Kurzberichte, Befürchtungen, Wünsche und Fragen bestimmten die diesjährige Gemeindeversammlung in Trinitatis am 15. Juni zur anstehenden Fusion mit den Gemeinden Luther, Kreuz und Frieden. Anregende Impulse gab es zuvor im Gottesdienst durch die drei Kurzpredigten von Lisa Inhoffen, Jan Heysel, Rebecca Zander und Merle Groscurth – nachzulesen auf www.trinitatiskirche-bonn.de.
In den Berichten wurde u.a. erläutert, wie es mit dem Pfarrdienst weitergeht ab dem 1. November, wenn Pfr. Grieser in den Ruhestand geht. Pfarrerin Charlotte Fischer wird zunächst die Vakanz-Vertretung übernehmen. Voraussetzung für die Nachbesetzung der Stelle ist ein Pfarrkonzept des Kooperationsraums, das sich in der Erarbeitung befindet. Es ist davon auszugehen, dass die Pfarrstelle im kommenden Jahr besetzt wird, entweder nach einer Ausschreibung oder durch Berufung.

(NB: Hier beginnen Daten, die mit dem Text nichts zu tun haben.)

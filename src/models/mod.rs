pub mod coordinates;
pub mod grid;
pub mod region;
pub mod spawn;

pub use coordinates::Coordinates;
pub use grid::GridCell;
pub use region::Region;
pub use spawn::{
    ActiveCycle, CompanionSummary, DistantSpawn, DistantSpawnsResponse, NearbySpawnRow,
    NearbySpawnsResponse, RadiusInfo, Rarity, Spawn, SpawnRecord, ViewportBounds,
};
use crate::error::{ClientError, Result};
use crate::realtime::{SpawnFeed, Subscription};
use async_trait::async_trait;
use futures::StreamExt;
use redis::aio::ConnectionManager;
use std::sync::atomic::{AtomicBool, Ordering};
use tokio::sync::mpsc;

/// Redis pub/sub feed. Each region subscription holds its own pub/sub
/// connection; leaving the channel aborts the pump task, which drops the
/// connection and lets the server clean up the subscription.
pub struct RedisFeed {
    client: redis::Client,
    connected: AtomicBool,
}

impl RedisFeed {
    /// Open a client and verify connectivity with a PING before reporting
    /// the transport as usable.
    pub async fn connect(redis_url: &str) -> Result<Self> {
        let client = redis::Client::open(redis_url)
            .map_err(|e| ClientError::Transport(format!("Failed to create Redis client: {}", e)))?;

        let mut connection = ConnectionManager::new(client.clone())
            .await
            .map_err(|e| ClientError::Transport(format!("Failed to connect to Redis: {}", e)))?;

        let _: String = redis::cmd("PING")
            .query_async(&mut connection)
            .await
            .map_err(|e| ClientError::Transport(format!("Redis ping failed: {}", e)))?;

        tracing::info!("Redis feed connection established");

        Ok(RedisFeed {
            client,
            connected: AtomicBool::new(true),
        })
    }
}

#[async_trait]
impl SpawnFeed for RedisFeed {
    fn is_connected(&self) -> bool {
        self.connected.load(Ordering::SeqCst)
    }

    async fn subscribe(&self, channel: &str) -> Result<Subscription> {
        let mut pubsub = self.client.get_async_pubsub().await.map_err(|e| {
            self.connected.store(false, Ordering::SeqCst);
            ClientError::Transport(format!("Failed to open pub/sub connection: {}", e))
        })?;

        pubsub.subscribe(channel).await.map_err(|e| {
            ClientError::Transport(format!("Failed to subscribe to {}: {}", channel, e))
        })?;

        self.connected.store(true, Ordering::SeqCst);
        tracing::info!("Subscribed to {}", channel);

        let (tx, rx) = mpsc::unbounded_channel();
        let channel_name = channel.to_string();

        let pump = tokio::spawn(async move {
            let mut stream = pubsub.on_message();
            while let Some(message) = stream.next().await {
                match message.get_payload::<String>() {
                    Ok(payload) => {
                        if tx.send(payload).is_err() {
                            break;
                        }
                    }
                    Err(e) => {
                        tracing::warn!("Undecodable payload on {}: {}", channel_name, e);
                    }
                }
            }
        });

        Ok(Subscription::new(channel, rx, move || pump.abort()))
    }

    fn backend_name(&self) -> &'static str {
        "redis"
    }
}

Die gestellten Fragen bezogen sich größtenteils auf das Zugehörigkeitsgefühl und die Fortführung von bewährten Angeboten (RAT&TAT, Musikprogramm von tr-i-molo, Ökumene, Zusammengehörigkeit von Kita und Gemeinde), aber auch auf die Organisationsstruktur und auf Partizipation und Transparenz.
Damit verbunden sind Befürchtungen: dass die speziellen „Trini-Werte“ (Offenheit, progressiv, politisch) verloren gehen und es zukünftig konservativ und langweilig zugehen könnte; dass am Ende in Summe weniger aktive Leute da sein werden; dass es nicht mehr jeden Sonntag Gottesdienst vor Ort gibt; dass es zu Einschnitten z.B. in der Seniorenarbeit kommt. In Summe: dass die Kooperation auf Kosten der bisherigen Ortsgemeinde geht.
Manche Wünsche spiegeln dazu das Gegenbild: die „Heimat“ soll erhalten bleiben. Konkret wurde gewünscht, die Endenicher Ökumene fortzuführen, ebenso die Kirchenmusik im Trini-Profil, die Kulturnachmittage, das Kirchenasyl. Dazu kommen die Wünsche nach etwas Neuem: Mehr dialogische, attraktive Angebote, Gründung eines „AK für (Gottesdienst-) Formate (z.B. für junge Gemeindeglieder)“, weitere gemeinsame Aktionen (wie die Fahrradtour) vor 2027 und „dass es gelingt, die jeder Gemeinde wichtigen Profilpunkte in den Kooperationsraum einzubringen“.
An der Erfüllung dieser Wünsche darf sich jede/r in der Gemeinde beteiligen: mutig, stark, beherzt. Ein Ziel aller Beratungen ist es, gut mit den vorhandenen Ressourcen umzugehen.